Adjutorium expects pandas.DataFrames as input.

For this example, we will use the [Rossi dataset](https://rdrr.io/cran/RcmdrPlugin.survival/man/Rossi.html).

In [None]:
from lifelines.datasets import load_rossi

rossi = load_rossi()

X = rossi.drop(["week", "arrest"], axis=1)
Y = rossi["arrest"]
T = rossi["week"]

eval_time_horizons = [
    int(T[Y.iloc[:] == 1].quantile(0.25)),
    int(T[Y.iloc[:] == 1].quantile(0.50)),
    int(T[Y.iloc[:] == 1].quantile(0.75)),
]


### Create the risk estimation study

While Adjutorium provides default plugins, it allows the user to customize the plugins for the pipelines.

You can see the supported plugins below:

In [None]:
# List the available plugins
import json
from pathlib import Path
from adjutorium.plugins import Plugins

print(json.dumps(Plugins().list(), indent=2))

We will set a few custom plugins for the pipelines and create the classifier study.

In [None]:
workspace = Path("workspace")
workspace.mkdir(parents=True, exist_ok=True)

study_name="test_risk_estimation_studies"

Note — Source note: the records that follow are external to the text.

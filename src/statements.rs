//! Credit-card statements
//!
//! Works out which statement a card purchase lands on. A statement closes on
//! the card's closing day; purchases made on or after that day roll into the
//! next month's statement. Days past the end of a short month clamp to its
//! last day.

use jiff::{Span, civil::Date};
use serde::Serialize;
use thiserror::Error;

/// Errors that can occur when working out statement dates.
#[derive(Debug, Error)]
pub enum StatementError {
    /// A closing or due day outside `1..=31`.
    #[error("{field} must be between 1 and 31, got {day}")]
    InvalidDay {
        /// Which day was rejected
        field: &'static str,

        /// The rejected value
        day: u8,
    },

    /// Calendar arithmetic left the supported date range.
    #[error(transparent)]
    Date(#[from] jiff::Error),
}

/// Billing cycle of a credit card.
#[derive(Debug, Copy, Clone, PartialEq, Eq)]
pub struct CreditCard {
    closing_day: u8,
    due_day: u8,
}

impl CreditCard {
    /// Create a card billing cycle.
    ///
    /// # Errors
    ///
    /// Returns [`StatementError::InvalidDay`] if either day is outside `1..=31`.
    pub fn new(closing_day: u8, due_day: u8) -> Result<Self, StatementError> {
        validate_day("closing_day", closing_day)?;
        validate_day("due_day", due_day)?;

        Ok(Self {
            closing_day,
            due_day,
        })
    }

    /// Day of the month statements close.
    pub fn closing_day(&self) -> u8 {
        self.closing_day
    }

    /// Day of the month statements fall due.
    pub fn due_day(&self) -> u8 {
        self.due_day
    }

    /// Due date of a statement closing on `closing_date`.
    ///
    /// Due days after the closing day fall in the same month, anything else in
    /// the month after.
    fn due_date_for(&self, closing_date: Date) -> Result<Date, StatementError> {
        let month = if self.due_day > self.closing_day {
            closing_date.first_of_month()
        } else {
            add_months(closing_date.first_of_month(), 1)?
        };

        day_in_month(month, self.due_day)
    }
}

/// A single statement: the purchases it covers and its key dates.
#[derive(Debug, Copy, Clone, PartialEq, Eq, Serialize)]
pub struct StatementPeriod {
    /// First purchase date included (the previous closing date)
    pub start: Date,

    /// Last purchase date included (the day before closing)
    pub end: Date,

    /// Date the statement closes
    pub closing_date: Date,

    /// Date the statement must be paid
    pub due_date: Date,
}

impl StatementPeriod {
    /// Whether a purchase on `date` belongs to this statement.
    pub fn contains(&self, date: Date) -> bool {
        self.start <= date && date <= self.end
    }
}

/// Due date of the statement a purchase made on `purchase_date` lands on.
///
/// # Errors
///
/// Returns [`StatementError::Date`] if the statement would fall outside the
/// supported calendar range.
pub fn calculate_statement_date(
    purchase_date: Date,
    card: &CreditCard,
) -> Result<Date, StatementError> {
    let month = purchase_date.first_of_month();
    let closing_this_month = day_in_month(month, card.closing_day)?;

    let closing_date = if purchase_date >= closing_this_month {
        day_in_month(add_months(month, 1)?, card.closing_day)?
    } else {
        closing_this_month
    };

    card.due_date_for(closing_date)
}

/// The statement that closes in `month` of `year`.
///
/// # Errors
///
/// Returns [`StatementError::Date`] if `year`/`month` is not a valid month or
/// the period leaves the supported calendar range.
pub fn get_statement_period(
    year: i16,
    month: i8,
    card: &CreditCard,
) -> Result<StatementPeriod, StatementError> {
    let first = Date::new(year, month, 1)?;

    let closing_date = day_in_month(first, card.closing_day)?;
    let start = day_in_month(add_months(first, -1)?, card.closing_day)?;
    let end = closing_date.yesterday()?;
    let due_date = card.due_date_for(closing_date)?;

    Ok(StatementPeriod {
        start,
        end,
        closing_date,
        due_date,
    })
}

/// The statement a purchase made on `purchase_date` belongs to.
///
/// Purchases on or after the closing day fall in the statement closing the
/// following month.
///
/// # Errors
///
/// Returns [`StatementError::Date`] if the statement would fall outside the
/// supported calendar range.
pub fn statement_for_purchase(
    purchase_date: Date,
    card: &CreditCard,
) -> Result<StatementPeriod, StatementError> {
    let period = get_statement_period(purchase_date.year(), purchase_date.month(), card)?;

    if period.contains(purchase_date) {
        return Ok(period);
    }

    let next = add_months(purchase_date.first_of_month(), 1)?;

    get_statement_period(next.year(), next.month(), card)
}

fn validate_day(field: &'static str, day: u8) -> Result<(), StatementError> {
    if (1..=31).contains(&day) {
        Ok(())
    } else {
        Err(StatementError::InvalidDay { field, day })
    }
}

fn add_months(first_of_month: Date, months: i32) -> Result<Date, StatementError> {
    Ok(first_of_month.checked_add(Span::new().try_months(months)?)?)
}

/// `day` of the month starting at `first_of_month`, clamped to its last day.
fn day_in_month(first_of_month: Date, day: u8) -> Result<Date, StatementError> {
    let day = i8::try_from(day)
        .unwrap_or(i8::MAX)
        .min(first_of_month.days_in_month());

    Ok(Date::new(first_of_month.year(), first_of_month.month(), day)?)
}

study = RiskEstimationStudy(
    study_name=study_name,
    dataset=rossi,
    target="arrest",
    time_to_event="week",
    time_horizons=eval_time_horizons,
    num_iter=10, # number of BO iterations per estimator. Default: 50
    num_study_iter=1, # number of outer optimization iterations. Default: 5
    timeout=10, # timeout(seconds) for optimization for each estimator. Default: 600 
    risk_estimators=["cox_ph", "lognormal_aft", "loglogistic_aft"],
    workspace=workspace,
    score_threshold=0.4,
)

### Search for the best ensemble


In [None]:
study.run()

In [None]:
from adjutorium.utils.serialization import load_model_from_file
from adjutorium.utils.tester import evaluate_survival_estimator

output = workspace / study_name / "model.p"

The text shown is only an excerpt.